邦楽ロックをライブハウスの最後尾から見つめていきます。個人的な創作物の発表も行っていきます。

どうも( ^_^)/


ゾンビは歩く奴が好きな者です。


田中コロリ役の片桐さんが嵌り過ぎていてぜひ続編を観たいと思ってしまいました。


アイアムアヒーロー






並外れた身体能力を持つZQN(ゾキュン)の侵攻を受け窮地に陥った比呂美(ひろみ)とつぐみを助けるべく、英雄は隠れていたロッカーからおもちゃみたいなハンマー一個で飛び出していくことを決意します。


英雄=ヒーローと書いて英雄(ひでお)。そう名乗ってきた自分がついに本物のヒーローになるときです。狭いロッカーの先には二体のZQN。無謀な特攻の吉凶は、神のみぞ知るところです。


さぁ……行け!


雄叫びを上げながら勢いよく飛び出した英雄を、ZQNが襲う。必死の抵抗を試みるも万事休す。英雄は噛まれ、同じくZQNになってしまう―――


―――と、ここで、ハッと我に返る英雄。場所は狭い狭いロッカーの中。そう、今までの勇敢な行動はすべて英雄の妄想でした。漫画家らしいといえばそうですが、観客は「またか」と思う。


人々がリビングデッドと化すパニックの前から、英雄は何にも変わっていない。


鬱屈したアシスタント仲間に独自の漫画論で大演説をぶり、喝采を受けるのも妄想で実は一人でぶつぶつ喋ってるだけ。できる見込みのない連載の話で彼女を説き伏せ、結局ボツを食らい愛想を尽かされる。

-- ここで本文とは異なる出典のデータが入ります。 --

use bevy::prelude::*;

use crate::error::{SplineError, SplineResult};

use super::node::SplineNode;
use super::sample::CurveSample;
use super::types::{cubic_bezier, cubic_bezier_derivative, SplineType};

/// Default number of segments in a Bézier curve's sample table.
pub const DEFAULT_STEP_COUNT: usize = 5;

/// One segment of a spline, connecting two consecutive nodes.
///
/// The curve keeps a snapshot of its endpoint nodes plus their indices in
/// the owning spline. Bézier curves precompute a table of `steps + 1`
/// samples at uniform times carrying cumulative chord-length distances;
/// linear curves sample exactly and carry no table. The table is rebuilt in
/// full whenever an endpoint changes.
#[derive(Debug, Clone)]
pub struct Curve {
    /// Index of the start node in the owning spline.
    pub start: usize,
    /// Index of the end node in the owning spline.
    pub end: usize,
    kind: SplineType,
    n1: SplineNode,
    n2: SplineNode,
    steps: usize,
    length: f32,
    samples: Vec<CurveSample>,
}

impl Curve {
    /// Build a curve between two nodes.
    pub fn new(
        kind: SplineType,
        start: usize,
        end: usize,
        n1: SplineNode,
        n2: SplineNode,
        steps: usize,
    ) -> Self {
        let mut curve = Self {
            start,
            end,
            kind,
            n1,
            n2,
            steps: steps.max(1),
            length: 0.0,
            samples: Vec::new(),
        };
        curve.refresh();
        curve
    }

    /// Replace the endpoint nodes and recompute the sample table.
    pub fn set_nodes(&mut self, n1: SplineNode, n2: SplineNode) {
        self.n1 = n1;
        self.n2 = n2;
        self.refresh();
    }

    /// Chord-length approximation of the curve length.
    pub fn length(&self) -> f32 {
        self.length
    }

    /// The interpolation kind of this curve.
    pub fn kind(&self) -> SplineType {
        self.kind
    }

    /// Sample at a time in `[0, 1]`.
    pub fn sample_at_time(&self, t: f32) -> SplineResult<CurveSample> {
        if !(0.0..=1.0).contains(&t) {
            return Err(SplineError::TimeOutOfRange { time: t, max: 1.0 });
        }
        match self.kind {
            SplineType::Linear => Ok(self.linear_sample(t)),
            SplineType::CubicBezier => {
                let mut previous = self.samples[0];
                for &current in &self.samples[1..] {
                    if current.time_in_curve >= t {
                        return Ok(Self::lerp_bracket(
                            &previous,
                            &current,
                            t,
                            previous.time_in_curve,
                            current.time_in_curve,
                        ));
                    }
                    previous = current;
                }
                Ok(previous)
            }
        }
    }

    /// Sample at a distance in `[0, length]` from the curve start.
    pub fn sample_at_distance(&self, distance: f32) -> SplineResult<CurveSample> {
        if distance < 0.0 || distance > self.length {
            return Err(SplineError::DistanceOutOfRange {
                distance,
                length: self.length,
            });
        }
        match self.kind {
            SplineType::Linear => {
                let t = if self.length > 0.0 {
                    distance / self.length
                } else {
                    0.0
                };
                Ok(self.linear_sample(t))
            }
            SplineType::CubicBezier => {
                let mut previous = self.samples[0];
                for &current in &self.samples[1..] {
                    if current.distance_in_curve >= distance {
                        return Ok(Self::lerp_bracket(
                            &previous,
                            &current,
                            distance,
                            previous.distance_in_curve,
                            current.distance_in_curve,
                        ));
                    }
                    previous = current;
                }
                Ok(previous)
            }
        }
    }

    /// The sample closest to `point`.
    ///
    /// Picks the nearest precomputed sample, then refines by projecting onto
    /// the chord towards whichever neighbor is closer.
    pub fn projection_sample(&self, point: Vec3) -> CurveSample {
        match self.kind {
            SplineType::Linear => {
                let segment = self.n2.position - self.n1.position;
                let length_squared = segment.length_squared();
                let t = if length_squared > 0.0 {
                    ((point - self.n1.position).dot(segment) / length_squared).clamp(0.0, 1.0)
                } else {
                    0.0
                };
                self.linear_sample(t)
            }
            SplineType::CubicBezier => {
                let mut nearest = 0;
                let mut nearest_distance = f32::MAX;
                for (i, sample) in self.samples.iter().enumerate() {
                    let d = sample.location.distance_squared(point);
                    if d < nearest_distance {
                        nearest_distance = d;
                        nearest = i;
                    }
                }

                let (a, b) = if nearest == 0 {
                    (self.samples[0], self.samples[1])
                } else if nearest == self.samples.len() - 1 {
                    (self.samples[nearest - 1], self.samples[nearest])
                } else {
                    let before = self.samples[nearest - 1];
                    let after = self.samples[nearest + 1];
                    if before.location.distance_squared(point)
                        <= after.location.distance_squared(point)
                    {
                        (before, self.samples[nearest])
                    } else {
                        (self.samples[nearest], after)
                    }
                };

                let chord = b.location - a.location;
                let length_squared = chord.length_squared();
                let rate = if length_squared > 0.0 {
                    ((point - a.location).dot(chord) / length_squared).clamp(0.0, 1.0)
                } else {
                    0.0
                };
                CurveSample::lerp(&a, &b, rate)
            }
        }
    }

    /// Rebuild length and, for Bézier curves, the sample table.
    fn refresh(&mut self) {
        self.samples.clear();
        match self.kind {
            SplineType::Linear => {
                self.length = (self.n2.position - self.n1.position).length();
            }
            SplineType::CubicBezier => {
                self.samples.reserve(self.steps + 1);
                let mut distance = 0.0;
                let mut previous = self.n1.position;
                for i in 0..=self.steps {
                    let t = i as f32 / self.steps as f32;
                    let location = self.bezier_position(t);
                    distance += (location - previous).length();
                    previous = location;
                    self.samples.push(CurveSample {
                        location,
                        tangent: self.bezier_tangent(t),
                        up: self.n1.up.lerp(self.n2.up, t),
                        scale: self.n1.scale.lerp(self.n2.scale, t),
                        distance_in_curve: distance,
                        time_in_curve: t,
                        curve_index: self.start,
                    });
                }
                self.length = distance;
            }
        }
    }

    /// Exact sample of a linear curve at time `t`.
    fn linear_sample(&self, t: f32) -> CurveSample {
        CurveSample {
            location: self.n1.position.lerp(self.n2.position, t),
            tangent: (self.n2.position - self.n1.position).normalize_or_zero(),
            up: self.n1.up.lerp(self.n2.up, t),
            scale: self.n1.scale.lerp(self.n2.scale, t),
            distance_in_curve: t * self.length,
            time_in_curve: t,
            curve_index: self.start,
        }
    }

    /// Bézier control points derived from the endpoint nodes.
    fn control_points(&self) -> (Vec3, Vec3, Vec3, Vec3) {
        (
            self.n1.position,
            self.n1.direction,
            self.n2.inverse_direction(),
            self.n2.position,
        )
    }

    fn bezier_position(&self, t: f32) -> Vec3 {
        let (p0, p1, p2, p3) = self.control_points();
        cubic_bezier(p0, p1, p2, p3, t)
    }

    fn bezier_tangent(&self, t: f32) -> Vec3 {
        let (p0, p1, p2, p3) = self.control_points();
        cubic_bezier_derivative(p0, p1, p2, p3, t).normalize_or_zero()
    }

    /// Interpolate between two bracketing samples at `value` along the axis
    /// spanning `from` to `to`.
    fn lerp_bracket(
        previous: &CurveSample,
        current: &CurveSample,
        value: f32,
        from: f32,
        to: f32,
    ) -> CurveSample {
        let span = to - from;
        let rate = if span > 0.0 { (value - from) / span } else { 0.0 };
        CurveSample::lerp(previous, current, rate)
    }
}
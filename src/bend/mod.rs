mod bender;
mod source;
mod systems;

pub use bender::*;
pub use source::*;
pub use systems::*;

use bevy::prelude::*;

use crate::spline::SplinePlugin;

/// Plugin that bends template meshes along splines.
///
/// The template must be modeled with **X as the bend axis**: the span from
/// its minimum to its maximum X coordinate is what gets mapped onto the
/// spline, while Y and Z form the cross-section. Y is scaled by each node's
/// `scale.y` and Z by `scale.x`.
///
/// # Usage
///
/// ```ignore
/// use bevy::prelude::*;
/// use bevy_spline_bend::prelude::*;
///
/// fn setup(mut commands: Commands, mut meshes: ResMut<Assets<Mesh>>) {
///     let spline = commands.spawn(Spline::default()).id();
///     let template = meshes.add(Cuboid::new(2.0, 0.2, 1.0));
///
///     commands.spawn(
///         SplineBender::new(spline, template)
///             .with_fill_mode(FillMode::Repeat)
///             .with_uv_mode(UvMode::Extend),
///     );
/// }
/// ```
///
/// Each tick the bender is recomputed only when its configuration or its
/// spline changed; the result lands on a child entity carrying
/// [`GeneratedBendMesh`], inheriting the bender's material.
pub struct SplineBendPlugin;

impl Plugin for SplineBendPlugin {
    fn build(&self, app: &mut App) {
        if !app.is_plugin_added::<SplinePlugin>() {
            app.add_plugins(SplinePlugin);
        }

        app.register_type::<SplineBender>()
            .register_type::<FillMode>()
            .register_type::<UvMode>()
            .register_type::<BendTarget>()
            .add_systems(
                Update,
                (systems::init_bender_states, systems::update_bend_meshes).chain(),
            );
    }
}

/// Component that bends a template mesh along a spline.
#[derive(Component, Debug, Clone, Reflect)]
#[reflect(Component)]
pub struct SplineBender {
    /// The spline entity to bend along.
    pub spline: Entity,
    /// Handle to the template mesh.
    #[reflect(ignore)]
    pub source_mesh: Handle<Mesh>,
    /// The curve or interval the template fills.
    pub target: BendTarget,
    /// How the template's span fills the target.
    pub fill_mode: FillMode,
    /// How texture coordinates react to the filling.
    pub uv_mode: UvMode,
    /// U offset chaining this bender's UVs after another's.
    pub u_offset: f32,
    /// Translation applied to the template before bending.
    pub mesh_translation: Vec3,
    /// Rotation applied to the template before bending.
    pub mesh_rotation: Quat,
    /// Scale applied to the template before bending.
    pub mesh_scale: Vec3,
    /// Whether to keep a trimesh collider in sync with the bent mesh.
    pub generate_collider: bool,
    /// Whether to automatically recompute when the spline changes.
    pub auto_update: bool,
}

impl Default for SplineBender {
    fn default() -> Self {
        Self {
            spline: Entity::PLACEHOLDER,
            source_mesh: Handle::default(),
            target: BendTarget::default(),
            fill_mode: FillMode::default(),
            uv_mode: UvMode::default(),
            u_offset: 0.0,
            mesh_translation: Vec3::ZERO,
            mesh_rotation: Quat::IDENTITY,
            mesh_scale: Vec3::ONE,
            generate_collider: false,
            auto_update: true,
        }
    }
}

impl SplineBender {
    /// Create a new bender configuration.
    pub fn new(spline: Entity, source_mesh: Handle<Mesh>) -> Self {
        Self {
            spline,
            source_mesh,
            ..default()
        }
    }

    /// Set the target curve or interval.
    pub fn with_target(mut self, target: BendTarget) -> Self {
        self.target = target;
        self
    }

    /// Set the fill mode.
    pub fn with_fill_mode(mut self, fill_mode: FillMode) -> Self {
        self.fill_mode = fill_mode;
        self
    }

    /// Set the UV mode.
    pub fn with_uv_mode(mut self, uv_mode: UvMode) -> Self {
        self.uv_mode = uv_mode;
        self
    }

    /// Set the U offset.
    pub fn with_u_offset(mut self, u_offset: f32) -> Self {
        self.u_offset = u_offset;
        self
    }

    /// Set the template pre-transform.
    pub fn with_mesh_transform(mut self, translation: Vec3, rotation: Quat, scale: Vec3) -> Self {
        self.mesh_translation = translation;
        self.mesh_rotation = rotation;
        self.mesh_scale = scale;
        self
    }

    /// Keep a trimesh collider in sync with the bent mesh.
    pub fn with_collider(mut self, generate_collider: bool) -> Self {
        self.generate_collider = generate_collider;
        self
    }
}

/// Marker component for the generated bend mesh entity.
#[derive(Component, Debug, Clone, Copy)]
pub struct GeneratedBendMesh {
    /// The [`SplineBender`] entity this mesh belongs to.
    pub bender: Entity,
}

/// Per-bender working state, inserted alongside every [`SplineBender`].
///
/// Holds the [`MeshBender`] between ticks so its deferred-compute checkpoint
/// can coalesce edits, plus enough bookkeeping to notice when the template
/// or the target spline entity was swapped out.
#[derive(Component, Debug, Default)]
pub struct BenderState {
    pub(crate) bender: MeshBender,
    pub(crate) source_key: Option<(AssetId<Mesh>, Vec3, Quat, Vec3)>,
    pub(crate) spline: Option<Entity>,
}
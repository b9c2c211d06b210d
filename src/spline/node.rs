use bevy::prelude::*;

/// A control node of a spline.
///
/// The direction handle is an absolute point, not an offset: the outgoing
/// Bézier control point is `direction` itself, and the incoming one is its
/// mirror through the position.
#[derive(Debug, Clone, Copy, PartialEq, Reflect)]
#[reflect(Default)]
pub struct SplineNode {
    /// Node position.
    pub position: Vec3,
    /// Absolute position of the outgoing direction handle.
    pub direction: Vec3,
    /// Preferred up vector at this node.
    pub up: Vec3,
    /// Cross-section scale at this node.
    pub scale: Vec2,
}

impl Default for SplineNode {
    fn default() -> Self {
        Self {
            position: Vec3::ZERO,
            direction: Vec3::ZERO,
            up: Vec3::Y,
            scale: Vec2::ONE,
        }
    }
}

impl SplineNode {
    /// Create a node from a position and an absolute direction handle.
    pub fn new(position: Vec3, direction: Vec3) -> Self {
        Self {
            position,
            direction,
            ..default()
        }
    }

    /// Set the up vector.
    pub fn with_up(mut self, up: Vec3) -> Self {
        self.up = up;
        self
    }

    /// Set the cross-section scale.
    pub fn with_scale(mut self, scale: Vec2) -> Self {
        self.scale = scale;
        self
    }

    /// The incoming handle, mirroring the outgoing one through the position.
    pub fn inverse_direction(&self) -> Vec3 {
        2.0 * self.position - self.direction
    }
}
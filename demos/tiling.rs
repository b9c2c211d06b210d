//! Example tiling a template mesh curve by curve with continuous UVs.
//!
//! Each curve of the spline gets its own bender in `Repeat` fill. The
//! `Extend` UV mode plus a running U offset stitch the copies into one
//! uninterrupted texture space across curve seams.
//!
//! Run with: `cargo run --example tiling`

use avian3d::prelude::*;
use bevy::prelude::*;
use bevy_spline_bend::prelude::FillMode;
use bevy_spline_bend::prelude::*;

fn main() {
    App::new()
        .add_plugins(DefaultPlugins.set(WindowPlugin {
            primary_window: Some(Window {
                title: "Spline Tiling Example".into(),
                ..default()
            }),
            ..default()
        }))
        .add_plugins(PhysicsPlugins::default())
        .add_plugins(SplineBendPlugins)
        .add_systems(Startup, setup)
        .run();
}

fn setup(
    mut commands: Commands,
    mut meshes: ResMut<Assets<Mesh>>,
    mut materials: ResMut<Assets<StandardMaterial>>,
) {
    // Camera
    commands.spawn((
        Camera3d::default(),
        Transform::from_xyz(14.0, 14.0, 20.0).looking_at(Vec3::ZERO, Vec3::Y),
    ));

    // Lighting
    commands.spawn(AmbientLight {
        color: Color::WHITE,
        brightness: 400.0,
        affects_lightmapped_meshes: true,
    });

    commands.spawn((
        DirectionalLight {
            illuminance: 10000.0,
            shadows_enabled: true,
            ..default()
        },
        Transform::from_xyz(10.0, 20.0, 10.0).looking_at(Vec3::ZERO, Vec3::Y),
    ));

    // Shape the spline up front so curve lengths are known before spawning.
    let spline = Spline::from_nodes(
        SplineType::CubicBezier,
        vec![
            SplineNode::new(Vec3::new(-12.0, 0.0, -6.0), Vec3::new(-8.0, 0.0, -6.0)),
            SplineNode::new(Vec3::new(-2.0, 2.0, 2.0), Vec3::new(1.0, 2.0, 4.0)),
            SplineNode::new(Vec3::new(6.0, 0.0, -2.0), Vec3::new(9.0, 0.0, -4.0)),
            SplineNode::new(Vec3::new(12.0, 0.0, 6.0), Vec3::new(14.0, 0.0, 9.0)),
        ],
    )
    .unwrap();
    let curve_lengths: Vec<f32> = spline.curves().iter().map(|c| c.length()).collect();
    let spline_entity = commands.spawn(spline).id();

    // A plank-like template, two units long on the bend axis.
    let template_length = 2.0;
    let template = meshes.add(Cuboid::new(template_length, 0.3, 2.0));

    let material = materials.add(StandardMaterial {
        base_color: Color::srgb(0.7, 0.55, 0.35),
        perceptual_roughness: 0.8,
        ..default()
    });

    // One bender per curve; the U offset advances by the copies the
    // previous curves emitted, keeping the texture continuous.
    let mut u_offset = 0.0;
    for (index, length) in curve_lengths.iter().enumerate() {
        commands.spawn((
            SplineBender::new(spline_entity, template.clone())
                .with_target(BendTarget::Curve { index })
                .with_fill_mode(FillMode::Repeat)
                .with_uv_mode(UvMode::Extend)
                .with_u_offset(u_offset)
                .with_collider(true),
            MeshMaterial3d(material.clone()),
            Transform::default(),
            Visibility::Inherited,
        ));
        u_offset += (length / template_length).floor();
    }

    // Ground plane with a collider so dropped props can land on it.
    let ground = meshes.add(Plane3d::new(Vec3::Y, Vec2::splat(40.0)));
    let ground_material = materials.add(StandardMaterial {
        base_color: Color::srgb(0.3, 0.4, 0.3),
        perceptual_roughness: 1.0,
        ..default()
    });
    commands.spawn((
        Mesh3d(ground),
        MeshMaterial3d(ground_material),
        Transform::from_xyz(0.0, -1.5, 0.0),
        RigidBody::Static,
        Collider::half_space(Vec3::Y),
    ));
}
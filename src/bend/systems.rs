use avian3d::prelude::*;
use bevy::prelude::*;

use crate::spline::Spline;

use super::{BenderState, GeneratedBendMesh, SourceMesh, SplineBender};

/// Insert working state for benders that arrived without it.
pub fn init_bender_states(
    mut commands: Commands,
    benders: Query<Entity, (With<SplineBender>, Without<BenderState>)>,
) {
    for entity in &benders {
        commands.entity(entity).insert(BenderState::default());
    }
}

/// The per-tick bend checkpoint.
///
/// Syncs each bender's configuration into its [`MeshBender`](super::MeshBender),
/// rebuilds the template snapshot when its handle or pre-transform changed,
/// and recomputes at most once per tick no matter how many edits the spline
/// took since the last one. Fresh buffers land on a child entity carrying
/// [`GeneratedBendMesh`] together with the bender's material and, when
/// enabled, a trimesh collider.
pub fn update_bend_meshes(
    mut commands: Commands,
    mut meshes: ResMut<Assets<Mesh>>,
    mut benders: Query<(
        Entity,
        &SplineBender,
        &mut BenderState,
        Option<&MeshMaterial3d<StandardMaterial>>,
    )>,
    splines: Query<&Spline>,
    bend_mesh_children: Query<&Children>,
    existing_bend_meshes: Query<(), With<GeneratedBendMesh>>,
) {
    for (bender_entity, config, mut state, material) in &mut benders {
        let Ok(spline) = splines.get(config.spline) else {
            continue;
        };
        if !spline.is_valid() {
            continue;
        }

        // Rebuild the template snapshot when the handle or pre-transform
        // moved. A not-yet-loaded asset is retried next tick.
        let source_key = (
            config.source_mesh.id(),
            config.mesh_translation,
            config.mesh_rotation,
            config.mesh_scale,
        );
        if state.source_key != Some(source_key) {
            let Some(mesh) = meshes.get(&config.source_mesh) else {
                continue;
            };
            let source = SourceMesh::from_mesh(mesh).and_then(|builder| {
                builder
                    .with_translation(config.mesh_translation)
                    .with_rotation(config.mesh_rotation)
                    .with_scale(config.mesh_scale)
                    .finish()
            });
            match source {
                Ok(source) => {
                    state.bender.set_source(source);
                    state.source_key = Some(source_key);
                }
                Err(err) => {
                    warn!("cannot build bend template for {bender_entity}: {err}");
                    state.source_key = Some(source_key);
                    continue;
                }
            }
        }

        state.bender.set_target(config.target);
        state.bender.set_fill_mode(config.fill_mode);
        state.bender.set_uv_mode(config.uv_mode);
        state.bender.set_u_offset(config.u_offset);
        // Revisions of different splines are unrelated, so retargeting to
        // another spline entity forces a rebuild.
        if state.spline != Some(config.spline) {
            state.spline = Some(config.spline);
            state.bender.mark_dirty();
        }

        if !config.auto_update && !state.bender.is_dirty() {
            continue;
        }

        let bent = match state.bender.compute_if_needed(spline) {
            Ok(Some(bent)) => bent,
            Ok(None) => continue,
            Err(err) => {
                warn!("bending failed for {bender_entity}: {err}");
                continue;
            }
        };
        debug!(
            "bent mesh for {bender_entity}: {} vertices, {} triangles",
            bent.vertex_count(),
            bent.triangle_count()
        );

        let mesh = bent.to_mesh();
        let collider = if config.generate_collider {
            Collider::trimesh_from_mesh(&mesh)
        } else {
            None
        };
        let mesh_handle = meshes.add(mesh);

        // Find or create the mesh entity
        let mut found_mesh_entity = None;
        if let Ok(children) = bend_mesh_children.get(bender_entity) {
            for child in children.iter() {
                if existing_bend_meshes.get(child).is_ok() {
                    found_mesh_entity = Some(child);
                    break;
                }
            }
        }

        if let Some(mesh_entity) = found_mesh_entity {
            let mut entity_commands = commands.entity(mesh_entity);
            entity_commands.insert(Mesh3d(mesh_handle));
            if let Some(mat) = material {
                entity_commands.insert(mat.clone());
            }
            if let Some(collider) = collider {
                entity_commands.insert(collider);
            }
        } else {
            let mut entity_commands = commands.spawn((
                Mesh3d(mesh_handle),
                Transform::default(),
                Visibility::default(),
                GeneratedBendMesh {
                    bender: bender_entity,
                },
            ));

            if let Some(mat) = material {
                entity_commands.insert(mat.clone());
            }
            if let Some(collider) = collider {
                entity_commands.insert((collider, RigidBody::Static));
            }

            let mesh_entity = entity_commands.id();
            commands.entity(bender_entity).add_child(mesh_entity);
        }
    }
}
use bevy::prelude::*;

use crate::geometry::CoordinateFrame;

/// An immutable sample of a curve at a given time.
///
/// Carries everything needed to place geometry on the curve: location,
/// tangent, up vector, cross-section scale, and where the sample sits in its
/// curve in both distance and time.
#[derive(Debug, Clone, Copy, PartialEq)]
pub struct CurveSample {
    /// Location on the curve.
    pub location: Vec3,
    /// Unit tangent, or zero where the derivative vanishes.
    pub tangent: Vec3,
    /// Interpolated up vector.
    pub up: Vec3,
    /// Interpolated cross-section scale.
    pub scale: Vec2,
    /// Distance from the start of the owning curve.
    pub distance_in_curve: f32,
    /// Time in [0, 1] within the owning curve.
    pub time_in_curve: f32,
    /// Index of the owning curve within its spline.
    pub curve_index: usize,
}

impl CurveSample {
    /// Linearly interpolate between two samples.
    ///
    /// The tangent is renormalized after interpolation. The curve index is
    /// taken from `a`.
    pub fn lerp(a: &CurveSample, b: &CurveSample, t: f32) -> CurveSample {
        CurveSample {
            location: a.location.lerp(b.location, t),
            tangent: a.tangent.lerp(b.tangent, t).normalize_or_zero(),
            up: a.up.lerp(b.up, t),
            scale: a.scale.lerp(b.scale, t),
            distance_in_curve: a.distance_in_curve
                + (b.distance_in_curve - a.distance_in_curve) * t,
            time_in_curve: a.time_in_curve + (b.time_in_curve - a.time_in_curve) * t,
            curve_index: a.curve_index,
        }
    }

    /// The rotation that maps local +X onto the tangent and local +Y onto
    /// the orthonormalized up vector.
    pub fn rotation(&self) -> Quat {
        CoordinateFrame::from_tangent_with_up(self.tangent, self.up).to_rotation()
    }

    /// Bend a template vertex onto this sample.
    ///
    /// The vertex X coordinate is consumed by the caller's distance mapping,
    /// so only Y and Z survive: scaled by the sample scale (`scale.y` on Y,
    /// `scale.x` on Z), rotated into the curve frame and translated to the
    /// sample location. The normal gets the same rotation.
    pub fn bend_vertex(&self, position: Vec3, normal: Vec3) -> (Vec3, Vec3) {
        let rotation = self.rotation();
        let scaled = Vec3::new(0.0, position.y * self.scale.y, position.z * self.scale.x);
        (rotation * scaled + self.location, rotation * normal)
    }
}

同期である田中コロリの連載作品を読んでつい「おもしれぇ~」と言ってしまう。


未曽有のバイオハザードで世界がひっくり返っても自分は流されるままに運よく助かって、扱えるはずの銃を一発も撃てず、女の子一人助けられない。


眠っている比呂美を襲ったりもしない。規範的といえば聞こえはいいですが、要は意気地なしです。


場面はまた、ロッカーの中。女性二人を助けるには一刻の猶予もない。今度こそ飛び出す―――が、ZQNに襲われてしまう―――と、それも妄想。


飛び出す。

ZQNに襲われて死ぬ。

我に返る。


飛び出す。

ZQNに襲われて死ぬ。

我に返る。


いい加減うんざりしてくるでしょうが、なにしろ自他の命が懸かっています。怖いに決まっている。当然、想像は悪い方向にばかり転がっていく。どうしようもありません。


そして、いよいよ決意してヤケクソ混じりにロッカーを開ける。次こそ現実。果たして―――


―――何が起こるかは、実際にスクリーンで体験していただくとして、既に鑑賞済みの方にも届くように書こうとすると


「まぁ、人生あんなものかもしれないね」


この一言になります。


何かを決心して、それを実行しようとする。先送りにすればするほど『やってしまった後』が怖くなる。誰もに経験があると思います。


そんな超個人的な視点での物語をゾンビ映画でやってしまう。『アイアムアヒーロー』は日本版『ショーンオブザデッド』と呼んでも差し支えない名作ではないかと思いました。


佐藤信介監督は、未だに謎が謎を呼び続ける原作漫画を尊重しつつ、うだつの上がらない漫画家(志望)を暗くて狭いロッカーの中から蹴り出すことで、一本の映画作品としてまとめ上げました。


そして、うだつの上がらない人間をやらせたらトップクラスの役者である大泉洋さんが見事に一人の英雄(えいゆう?ひでお?読み方は自由です)を演じ切り、ダメ人間のちょっとした輝きを見せてくれました。


映画館はすっかり『名探偵コナン』と『遊戯王』に染められていて、やっぱり日本の映画はアニメだなと感心していましたが、実写も面白かったです。是非観てみてください。